• [WHAT IS BEING ASKED]
Please work out how many lines include the word "FaqStore" in the entries, and reply with only the count.

####################

// Scripted FaqApi used by tests.
// Replays queued responses and records every submission it receives.

use std::collections::VecDeque;
use std::sync::Mutex;

use async_trait::async_trait;
use reqwest::StatusCode;
use serde_json::{Value, json};

use crate::error::{FaqError, Result};

use super::endpoints::FaqApi;
use super::types::NewFaq;

#[derive(Default)]
pub struct ScriptedApi {
    lists: Mutex<VecDeque<Result<Value>>>,
    submits: Mutex<VecDeque<Result<StatusCode>>>,
    submitted: Mutex<Vec<NewFaq>>,
    list_calls: Mutex<usize>,
}

impl ScriptedApi {
    pub fn new() -> Self {
        Self::default()
    }

    /// Queue the next list response. An empty queue answers `[]`.
    pub fn push_list(self, response: Result<Value>) -> Self {
        self.lists.lock().unwrap().push_back(response);
        self
    }

    /// Queue the next submit response. An empty queue answers 201.
    pub fn push_submit(self, response: Result<StatusCode>) -> Self {
        self.submits.lock().unwrap().push_back(response);
        self
    }

    pub fn submitted(&self) -> Vec<NewFaq> {
        self.submitted.lock().unwrap().clone()
    }

    pub fn list_calls(&self) -> usize {
        *self.list_calls.lock().unwrap()
    }
}

/// Stand-in for a transport failure.
pub fn network_error() -> FaqError {
    FaqError::Other("connection refused".to_string())
}

/// Server representation of one record.
pub fn faq_json(id: &str, question: &str, answer: &str) -> Value {
    json!({
        "_id": id,
        "question": question,
        "answer": answer,
        "createdAt": "2024-01-01T00:00:00Z",
    })
}

#[async_trait]
impl FaqApi for ScriptedApi {
    async fn list(&self) -> Result<Value> {
        *self.list_calls.lock().unwrap() += 1;
        self.lists
            .lock()
            .unwrap()
            .pop_front()
            .unwrap_or_else(|| Ok(json!([])))
    }

    async fn submit(&self, faq: &NewFaq) -> Result<StatusCode> {
        self.submitted.lock().unwrap().push(faq.clone());
        self.submits
            .lock()
            .unwrap()
            .pop_front()
            .unwrap_or(Ok(StatusCode::CREATED))
    }
}
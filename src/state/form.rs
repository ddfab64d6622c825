// Add-FAQ form state.
// Holds the question and answer text being typed and the submit guard.

use crate::api::NewFaq;

/// Editable field of the form.
#[derive(Debug, Clone, Copy, PartialEq, Eq)]
pub enum FormField {
    /// Single-line question input.
    Question,
    /// Multi-line answer input.
    Answer,
}

/// Current values of the form fields.
#[derive(Debug, Clone, Default, PartialEq, Eq)]
pub struct FaqForm {
    pub question: String,
    pub answer: String,
}

impl FaqForm {
    pub fn new() -> Self {
        Self::default()
    }

    fn field_mut(&mut self, field: FormField) -> &mut String {
        match field {
            FormField::Question => &mut self.question,
            FormField::Answer => &mut self.answer,
        }
    }

    /// Append a typed character to a field.
    pub fn insert(&mut self, field: FormField, c: char) {
        self.field_mut(field).push(c);
    }

    /// Start a new line in the answer. The question is single-line.
    pub fn newline(&mut self, field: FormField) {
        if field == FormField::Answer {
            self.answer.push('\n');
        }
    }

    /// Delete the last character of a field.
    pub fn backspace(&mut self, field: FormField) {
        self.field_mut(field).pop();
    }

    /// Both fields contain something other than whitespace.
    pub fn is_submittable(&self) -> bool {
        !self.question.trim().is_empty() && !self.answer.trim().is_empty()
    }

    /// Request body with the fields exactly as typed.
    pub fn to_new_faq(&self) -> NewFaq {
        NewFaq {
            question: self.question.clone(),
            answer: self.answer.clone(),
        }
    }

    pub fn clear(&mut self) {
        self.question.clear();
        self.answer.clear();
    }
}
// FAQ API types.
// Defines the records served by the FAQ endpoint and the body used to create one.

use chrono::{DateTime, Local, TimeZone};
use serde::{Deserialize, Deserializer, Serialize};

/// A question/answer pair as stored by the server.
///
/// Missing or `null` fields decode as empty strings so one odd record does not
/// sink the whole list.
#[derive(Debug, Clone, PartialEq, Eq, Serialize, Deserialize)]
pub struct Faq {
    #[serde(rename = "_id", default, deserialize_with = "null_as_empty")]
    pub id: String,
    #[serde(default, deserialize_with = "null_as_empty")]
    pub question: String,
    #[serde(default, deserialize_with = "null_as_empty")]
    pub answer: String,
    /// ISO-8601 creation timestamp assigned by the server.
    #[serde(rename = "createdAt", default, deserialize_with = "null_as_empty")]
    pub created_at: String,
}

fn null_as_empty<'de, D: Deserializer<'de>>(deserializer: D) -> Result<String, D::Error> {
    Ok(Option::<String>::deserialize(deserializer)?.unwrap_or_default())
}

impl Faq {
    /// Creation date in the local time zone.
    pub fn created_date(&self) -> String {
        self.created_date_in(&Local)
    }

    /// Creation date in the given time zone, or the raw timestamp if it does not parse.
    pub fn created_date_in<Tz: TimeZone>(&self, tz: &Tz) -> String
    where
        Tz::Offset: std::fmt::Display,
    {
        match DateTime::parse_from_rfc3339(&self.created_at) {
            Ok(dt) => dt.with_timezone(tz).format("%Y-%m-%d").to_string(),
            Err(_) => self.created_at.clone(),
        }
    }
}

/// Body of a create request.
#[derive(Debug, Clone, PartialEq, Eq, Serialize, Deserialize)]
pub struct NewFaq {
    pub question: String,
    pub answer: String,
}
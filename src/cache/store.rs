// Cache store for reading and writing cache slots.
// Handles JSON serialization, raw slot contents, and atomic filesystem writes.

use std::fs;
use std::io::Write;
use std::path::{Path, PathBuf};
use std::sync::atomic::{AtomicU64, Ordering};

use chrono::{DateTime, Utc};
use serde::{Deserialize, Serialize, de::DeserializeOwned};

use crate::error::Result;

/// Wrapper for cached data with metadata.
#[derive(Debug, Clone, Serialize, Deserialize)]
pub struct CachedData<T> {
    /// The cached data.
    pub data: T,
    /// When the data was cached.
    pub cached_at: DateTime<Utc>,
}

impl<T> CachedData<T> {
    /// Create a new cached data entry stamped with the current time.
    pub fn new(data: T) -> Self {
        Self {
            data,
            cached_at: Utc::now(),
        }
    }
}

/// Read cached JSON data from a file.
pub fn read_cached<T: DeserializeOwned>(path: &Path) -> Result<Option<CachedData<T>>> {
    match read_text(path)? {
        Some(contents) => Ok(Some(serde_json::from_str(&contents)?)),
        None => Ok(None),
    }
}

/// Write data to cache as JSON, stamped with the current time.
pub fn write_cached<T: Serialize>(path: &Path, data: &T) -> Result<()> {
    let cached = CachedData::new(data);
    let json = serde_json::to_string_pretty(&cached)?;
    write_text(path, &json)
}

static TEMP_SEQ: AtomicU64 = AtomicU64::new(0);

/// Temp file next to `path`, unique per process and per write.
fn temp_path(path: &Path) -> PathBuf {
    let seq = TEMP_SEQ.fetch_add(1, Ordering::Relaxed);
    let name = path
        .file_name()
        .map(|n| n.to_string_lossy().into_owned())
        .unwrap_or_default();
    path.with_file_name(format!(".{}.{}.{}.tmp", name, std::process::id(), seq))
}

/// Write raw text to a slot, replacing whatever it held.
///
/// Concurrent writers never share a temp file, so the last rename wins.
pub fn write_text(path: &Path, text: &str) -> Result<()> {
    // Ensure parent directory exists
    if let Some(parent) = path.parent() {
        fs::create_dir_all(parent)?;
    }

    // Write atomically via temp file
    let temp_path = temp_path(path);
    let written = fs::File::create(&temp_path).and_then(|mut file| {
        file.write_all(text.as_bytes())?;
        file.sync_all()
    });
    if let Err(e) = written.and_then(|_| fs::rename(&temp_path, path)) {
        let _ = fs::remove_file(&temp_path);
        return Err(e.into());
    }

    Ok(())
}

/// Read raw text from a slot.
pub fn read_text(path: &Path) -> Result<Option<String>> {
    if !path.exists() {
        return Ok(None);
    }

    let contents = fs::read_to_string(path)?;
    Ok(Some(contents))
}
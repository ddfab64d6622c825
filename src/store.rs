// FAQ store client.
// Fetches and creates FAQ entries and mirrors the fetched list into the "faqs" cache slot.

use std::path::{Path, PathBuf};
use std::sync::Arc;

use serde_json::Value;
use tokio::sync::Mutex;
use tracing::{debug, info, instrument, warn};

use crate::api::{Faq, FaqApi, NewFaq};
use crate::cache::{self, CachedData};
use crate::error::{FaqError, Result};

/// How the store uses its cache slot.
#[derive(Debug, Clone, Copy, PartialEq, Eq, Default)]
pub enum CacheMode {
    /// Slot holds the last fetched list with a timestamp; read back only as a
    /// startup fallback.
    #[default]
    Snapshot,
    /// Slot holds the raw fetched body, is read back on every fetch, and is
    /// overwritten with the bare submitted fields on create.
    Legacy,
}

/// Store client for the FAQ collection.
pub struct FaqStore {
    api: Arc<dyn FaqApi>,
    slot: PathBuf,
    /// Held across every slot write, and across the legacy read-back.
    slot_lock: Mutex<()>,
    mode: CacheMode,
}

impl FaqStore {
    /// Create a store whose "faqs" slot lives in `cache_dir`.
    pub fn new(api: Arc<dyn FaqApi>, cache_dir: &Path, mode: CacheMode) -> Self {
        Self {
            api,
            slot: cache::slot_path(cache_dir, cache::FAQS_KEY),
            slot_lock: Mutex::new(()),
            mode,
        }
    }

    /// Path of the file backing the "faqs" slot.
    pub fn slot_path(&self) -> &Path {
        &self.slot
    }

    /// Fetch the full ordered list of entries.
    #[instrument(skip(self), fields(mode = ?self.mode))]
    pub async fn fetch_all(&self) -> Result<Vec<Faq>> {
        let body = self.api.list().await?;
        let _slot = self.slot_lock.lock().await;

        let faqs: Vec<Faq> = match self.mode {
            CacheMode::Legacy => {
                cache::write_text(&self.slot, &serde_json::to_string(&body)?)?;
                let stored: Value = match cache::read_text(&self.slot)? {
                    Some(text) => serde_json::from_str(&text)?,
                    None => Value::Array(Vec::new()),
                };
                serde_json::from_value(stored)?
            }
            CacheMode::Snapshot => {
                let faqs: Vec<Faq> = serde_json::from_value(body)?;
                if let Err(e) = cache::write_cached(&self.slot, &faqs) {
                    warn!(error = %e, path = %self.slot.display(), "failed to write FAQ snapshot");
                }
                faqs
            }
        };

        info!(count = faqs.len(), "fetched FAQs");
        Ok(faqs)
    }

    /// Create an entry. The response body is not consumed.
    #[instrument(skip(self, question, answer), fields(mode = ?self.mode))]
    pub async fn create(&self, question: &str, answer: &str) -> Result<()> {
        let faq = NewFaq {
            question: question.to_string(),
            answer: answer.to_string(),
        };

        let status = self.api.submit(&faq).await?;

        if self.mode == CacheMode::Legacy {
            let _slot = self.slot_lock.lock().await;
            cache::write_text(&self.slot, &serde_json::to_string(&faq)?)?;
        }

        if !status.is_success() {
            return Err(FaqError::Rejected(status));
        }

        info!(%status, "created FAQ");
        Ok(())
    }

    /// Last list written by a successful fetch, if the slot holds one.
    ///
    /// Always `None` in legacy mode, which never reads the slot outside `fetch_all`.
    pub fn cached_snapshot(&self) -> Option<CachedData<Vec<Faq>>> {
        if self.mode != CacheMode::Snapshot {
            return None;
        }

        match cache::read_cached(&self.slot) {
            Ok(snapshot) => snapshot,
            Err(e) => {
                debug!(error = %e, path = %self.slot.display(), "ignoring unreadable FAQ snapshot");
                None
            }
        }
    }
}

#[cfg(test)]
mod tests {
    use reqwest::StatusCode;
    use serde_json::json;
    use tempfile::TempDir;

    use super::*;
    use crate::api::fake::{ScriptedApi, faq_json, network_error};

    fn store(api: ScriptedApi, dir: &TempDir, mode: CacheMode) -> (Arc<ScriptedApi>, FaqStore) {
        let api = Arc::new(api);
        let store = FaqStore::new(api.clone(), dir.path(), mode);
        (api, store)
    }

    fn slot_json(store: &FaqStore) -> Value {
        let text = cache::read_text(store.slot_path()).unwrap().unwrap();
        serde_json::from_str(&text).unwrap()
    }

    #[tokio::test]
    async fn test_fetch_preserves_server_order() {
        let dir = TempDir::new().unwrap();
        let body = json!([faq_json("2", "Second", "B"), faq_json("1", "First", "A")]);
        let (_, store) = store(
            ScriptedApi::new().push_list(Ok(body)),
            &dir,
            CacheMode::Snapshot,
        );

        let faqs = store.fetch_all().await.unwrap();

        let ids: Vec<&str> = faqs.iter().map(|f| f.id.as_str()).collect();
        assert_eq!(ids, ["2", "1"]);
    }

    #[tokio::test]
    async fn test_snapshot_mode_writes_full_list() {
        let dir = TempDir::new().unwrap();
        let body = json!([faq_json("1", "Q1", "A1")]);
        let (_, store) = store(
            ScriptedApi::new().push_list(Ok(body)),
            &dir,
            CacheMode::Snapshot,
        );

        let faqs = store.fetch_all().await.unwrap();

        let snapshot = store.cached_snapshot().unwrap();
        assert_eq!(snapshot.data, faqs);
    }

    #[tokio::test]
    async fn test_snapshot_mode_create_leaves_slot_alone() {
        let dir = TempDir::new().unwrap();
        let body = json!([faq_json("1", "Q1", "A1")]);
        let (api, store) = store(
            ScriptedApi::new().push_list(Ok(body)),
            &dir,
            CacheMode::Snapshot,
        );

        store.fetch_all().await.unwrap();
        store.create("What?", "That.").await.unwrap();

        assert_eq!(api.submitted().len(), 1);
        assert_eq!(store.cached_snapshot().unwrap().data.len(), 1);
    }

    #[tokio::test]
    async fn test_snapshot_ignores_unreadable_slot() {
        let dir = TempDir::new().unwrap();
        let (_, store) = store(ScriptedApi::new(), &dir, CacheMode::Snapshot);

        assert!(store.cached_snapshot().is_none());

        cache::write_text(store.slot_path(), r#"{"question":"Q","answer":"A"}"#).unwrap();
        assert!(store.cached_snapshot().is_none());
    }

    #[tokio::test]
    async fn test_legacy_mode_mirrors_raw_body() {
        let dir = TempDir::new().unwrap();
        let body = json!([faq_json("1", "Q1", "A1")]);
        let (_, store) = store(
            ScriptedApi::new().push_list(Ok(body.clone())),
            &dir,
            CacheMode::Legacy,
        );

        let faqs = store.fetch_all().await.unwrap();

        assert_eq!(faqs.len(), 1);
        assert_eq!(slot_json(&store), body);
        assert!(store.cached_snapshot().is_none());
    }

    #[tokio::test]
    async fn test_legacy_create_overwrites_slot_before_status_check() {
        let dir = TempDir::new().unwrap();
        let (_, store) = store(
            ScriptedApi::new().push_submit(Ok(StatusCode::INTERNAL_SERVER_ERROR)),
            &dir,
            CacheMode::Legacy,
        );

        let err = store.create("What?", "That.").await.unwrap_err();

        assert!(matches!(err, FaqError::Rejected(StatusCode::INTERNAL_SERVER_ERROR)));
        assert_eq!(
            slot_json(&store),
            json!({"question": "What?", "answer": "That."})
        );
    }

    #[tokio::test]
    async fn test_legacy_create_transport_failure_skips_slot() {
        let dir = TempDir::new().unwrap();
        let (_, store) = store(
            ScriptedApi::new().push_submit(Err(network_error())),
            &dir,
            CacheMode::Legacy,
        );

        assert!(store.create("What?", "That.").await.is_err());
        assert!(cache::read_text(store.slot_path()).unwrap().is_none());
    }

    #[tokio::test]
    async fn test_fetch_failure_is_error() {
        let dir = TempDir::new().unwrap();
        let (_, store) = store(
            ScriptedApi::new().push_list(Err(network_error())),
            &dir,
            CacheMode::Snapshot,
        );

        assert!(store.fetch_all().await.is_err());
        assert!(store.cached_snapshot().is_none());
    }

    #[tokio::test]
    async fn test_fetch_rejects_non_list_body() {
        let dir = TempDir::new().unwrap();
        let (_, store) = store(
            ScriptedApi::new().push_list(Ok(json!({"message": "Internal error"}))),
            &dir,
            CacheMode::Snapshot,
        );

        assert!(matches!(store.fetch_all().await, Err(FaqError::Json(_))));
    }

    #[tokio::test(flavor = "multi_thread", worker_threads = 4)]
    async fn test_legacy_overlapping_fetch_and_create() {
        let dir = TempDir::new().unwrap();
        let (_, store) = store(ScriptedApi::new(), &dir, CacheMode::Legacy);
        let store = Arc::new(store);

        let mut tasks = Vec::new();
        for i in 0..20 {
            let fetcher = store.clone();
            tasks.push(tokio::spawn(async move { fetcher.fetch_all().await.map(|_| ()) }));
            let creator = store.clone();
            tasks.push(tokio::spawn(async move {
                creator.create(&format!("Q{}", i), "A").await
            }));
        }

        for task in tasks {
            assert!(task.await.unwrap().is_ok());
        }
        let slot = slot_json(&store);
        assert!(slot.is_array() || slot.is_object());
    }

    #[tokio::test]
    async fn test_create_sends_untrimmed_fields() {
        let dir = TempDir::new().unwrap();
        let (api, store) = store(ScriptedApi::new(), &dir, CacheMode::Snapshot);

        store.create("  What? ", "That.\n").await.unwrap();

        let sent = api.submitted();
        assert_eq!(sent[0].question, "  What? ");
        assert_eq!(sent[0].answer, "That.\n");
    }
}
// Error types for faqdesk.
// Handles FAQ API errors, cache errors, and the user-facing view errors.

use thiserror::Error;

#[derive(Error, Debug)]
pub enum FaqError {
    #[error("FAQ API request failed: {0}")]
    Http(#[from] reqwest::Error),

    #[error("FAQ API rejected the request with status {0}")]
    Rejected(reqwest::StatusCode),

    #[error("JSON parsing error: {0}")]
    Json(#[from] serde_json::Error),

    #[error("IO error: {0}")]
    Io(#[from] std::io::Error),

    #[error("Invalid API URL: {0}")]
    InvalidUrl(String),

    #[error("{0}")]
    Other(String),
}

pub type Result<T> = std::result::Result<T, FaqError>;

/// Errors shown in the inline banner. The underlying cause is only logged.
#[derive(Error, Debug, Clone, Copy, PartialEq, Eq)]
pub enum ViewError {
    #[error("Failed to fetch FAQs")]
    FetchFailed,

    #[error("Failed to add FAQ")]
    AddFailed,
}
impl StubDevice {
    /// Surface with an undefined current extent, three images per
    /// swapchain and the preferred format available.
    pub fn new() -> Arc<Self> {
        let support = SurfaceSupport {
            capabilities: vk::SurfaceCapabilitiesKHR {
                min_image_count: 2,
                max_image_count: 0,
                current_extent: vk::Extent2D {
                    width: u32::MAX,
                    height: u32::MAX,
                },
                min_image_extent: vk::Extent2D { width: 1, height: 1 },
                max_image_extent: vk::Extent2D {
                    width: 4096,
                    height: 4096,
                },
                max_image_array_layers: 1,
                current_transform: vk::SurfaceTransformFlagsKHR::IDENTITY,
                ..Default::default()
            },
            formats: vec![
                vk::SurfaceFormatKHR {
                    format: vk::Format::R8G8B8A8_SRGB,
                    color_space: vk::ColorSpaceKHR::SRGB_NONLINEAR,
                },
                PREFERRED_SURFACE_FORMAT,
            ],
            present_modes: vec![vk::PresentModeKHR::FIFO, vk::PresentModeKHR::MAILBOX],
        };

        Arc::new(Self {
            state: Mutex::new(State {
                next_handle: 0,
                live: HashMap::new(),
                destroyed: 0,
                calls: Vec::new(),
                recordings: HashMap::new(),
                submissions: Vec::new(),
                presents: 0,
                acquire_results: VecDeque::new(),
                submit_results: VecDeque::new(),
                present_results: VecDeque::new(),
                support,
                alignment: 256,
                depth_formats: vec![vk::Format::D32_SFLOAT],
                buffers: HashMap::new(),
                writes: Vec::new(),
                swapchain_images: HashMap::new(),
                last_old_swapchain: vk::SwapchainKHR::null(),
                descriptor_writes: Vec::new(),
                render_passes: Vec::new(),
                pipelines: Vec::new(),
            }),
        })
    }

    // ── Scripting ─────────────────────────────────────────────────────────

    pub fn push_acquire_result(&self, result: VkResult<(u32, bool)>) {
        self.state.lock().acquire_results.push_back(result);
    }

    pub fn push_submit_result(&self, result: VkResult<()>) {
        self.state.lock().submit_results.push_back(result);
    }

    pub fn push_present_result(&self, result: VkResult<bool>) {
        self.state.lock().present_results.push_back(result);
    }

    pub fn set_min_uniform_buffer_offset_alignment(&self, alignment: vk::DeviceSize) {
        self.state.lock().alignment = alignment;
    }

    pub fn set_supported_depth_formats(&self, formats: &[vk::Format]) {
        self.state.lock().depth_formats = formats.to_vec();
    }

    // ── Inspection ────────────────────────────────────────────────────────

    pub fn destroyed_count(&self) -> usize {
        self.state.lock().destroyed
    }

    /// Kinds of every object created and not yet destroyed.
    pub fn live_objects(&self) -> Vec<&'static str> {
        let mut kinds: Vec<_> = self.state.lock().live.values().copied().collect();
        kinds.sort_unstable();
        kinds
    }

    pub fn live_count(&self, kind: &str) -> usize {
        self.state
            .lock()
            .live
            .values()
            .filter(|&&k| k == kind)
            .count()
    }

    pub fn calls(&self) -> Vec<Call> {
        self.state.lock().calls.clone()
    }

    pub fn recording(&self, cmd: vk::CommandBuffer) -> Vec<Recorded> {
        self.state
            .lock()
            .recordings
            .get(&cmd)
            .cloned()
            .unwrap_or_default()
    }

    pub fn submissions(&self) -> Vec<Submission> {
        self.state.lock().submissions.clone()
    }

    pub fn submit_count(&self) -> usize {
        self.state.lock().submissions.len()
    }

    pub fn present_count(&self) -> usize {
        self.state.lock().presents
    }

    pub fn buffer(&self, buffer: vk::Buffer) -> Option<StubBuffer> {
        self.state.lock().buffers.get(&buffer).copied()
    }

    pub fn writes_to(&self, buffer: vk::Buffer) -> Vec<BufferWrite> {
        self.state
            .lock()
            .writes
            .iter()
            .filter(|w| w.buffer == buffer)
            .cloned()
            .collect()
    }

    pub fn last_old_swapchain(&self) -> vk::SwapchainKHR {
        self.state.lock().last_old_swapchain
    }

    pub fn descriptor_writes(&self) -> Vec<(u32, vk::DescriptorType)> {
        self.state.lock().descriptor_writes.clone()
    }

    pub fn pipeline_viewports(&self) -> Vec<vk::Viewport> {
        self.state.lock().pipelines.iter().map(|p| p.viewport).collect()
    }

    pub fn pipelines(&self) -> Vec<PipelineRecord> {
        self.state.lock().pipelines.clone()
    }

    pub fn render_passes(&self) -> Vec<RenderPassRecord> {
        self.state.lock().render_passes.clone()
    }
}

####################

• [PROBLEM SOLUTION]
5